Je n’en ai pas fait la demande pour l’instant et on verra ce que l’avenir réserve. Déjà, le fait d’avoir un emploi du temps fixe et à l’avance me permet de m’organiser, ce qui était difficile auparavant ; sur un an, je peux organiser tous mes rendez-vous, mes thérapies. C’est déjà du luxe pour moi…

Je n’ai plus de chaise, j’ai acheté un ballon afin de m’asseoir. Il faudrait que je marche beaucoup. Il existe des tapis roulants sur lesquels on marche tout en étant devant l’ordinateur, mais ça pour moi c’est impossible. C’est encore une question de regard des autres. A partir du moment où j’ai amené le ballon, des collègues pensaient que j’étais enceinte…

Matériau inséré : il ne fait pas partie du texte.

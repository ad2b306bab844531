use std::io::IsTerminal;

use tracing_subscriber::EnvFilter;

const DEFAULT_FILTER: &str = "warn";

/// Installs the stderr subscriber. `RUST_LOG` overrides the default `warn`
/// filter; stdout stays reserved for the program transcript. Call once per
/// process.
pub fn init() {
    let filter =
        EnvFilter::try_from_default_env().unwrap_or_else(|_| EnvFilter::new(DEFAULT_FILTER));
    tracing_subscriber::fmt()
        .with_env_filter(filter)
        .with_writer(std::io::stderr)
        .with_ansi(std::io::stderr().is_terminal())
        .with_target(false)
        .init();
}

Quel accompagnement avez-vous eu de la part de la Direction des Ressources Humaines de l’Université de Limoges ? 

Ils m’ont beaucoup aidée au niveau de la gestion de cette nouvelle loi, qui était discriminatoire envers les handicapé.e.s, puisqu’on est censé avoir les mêmes droits qu’un personnel non-handicapé. Sauf que j’ai des collègues qui ont été recruté.e.s en même temps que moi et qui ont eu leur reclassement tout de suite alors que j’ai dû attendre un an, et que je suis encore en cours de reclassement ; et ce parce que ce n’est pas écrit dans la loi. Le ministère ne m’a jamais envoyé les résultats du concours. Donc mine de rien, il faut faire confiance à sa Direction des Ressources Humaines.

Quels conseils vous pourriez donner à quelqu’un qui souffre d’une pathologie handicapante et qui n’ose pas le déclarer ? 

Tout d’abord, il faut qu’il fasse un gros travail d’acceptation et pour cela chaque personne est différente. J’ai eu trop souvent peur du regard des autres et je me suis bridée sur plein de choses. Je pense m’être bloquée moi-même, ce qui a entraîné des effets secondaires sur ma maladie. Cela génère un stress psychologique qui est délétère. Mon conseil à cette personne serait donc de penser à elle d’abord, et de s’épanouir dans son travail, ce qui est difficile si l’on cache une partie de soi.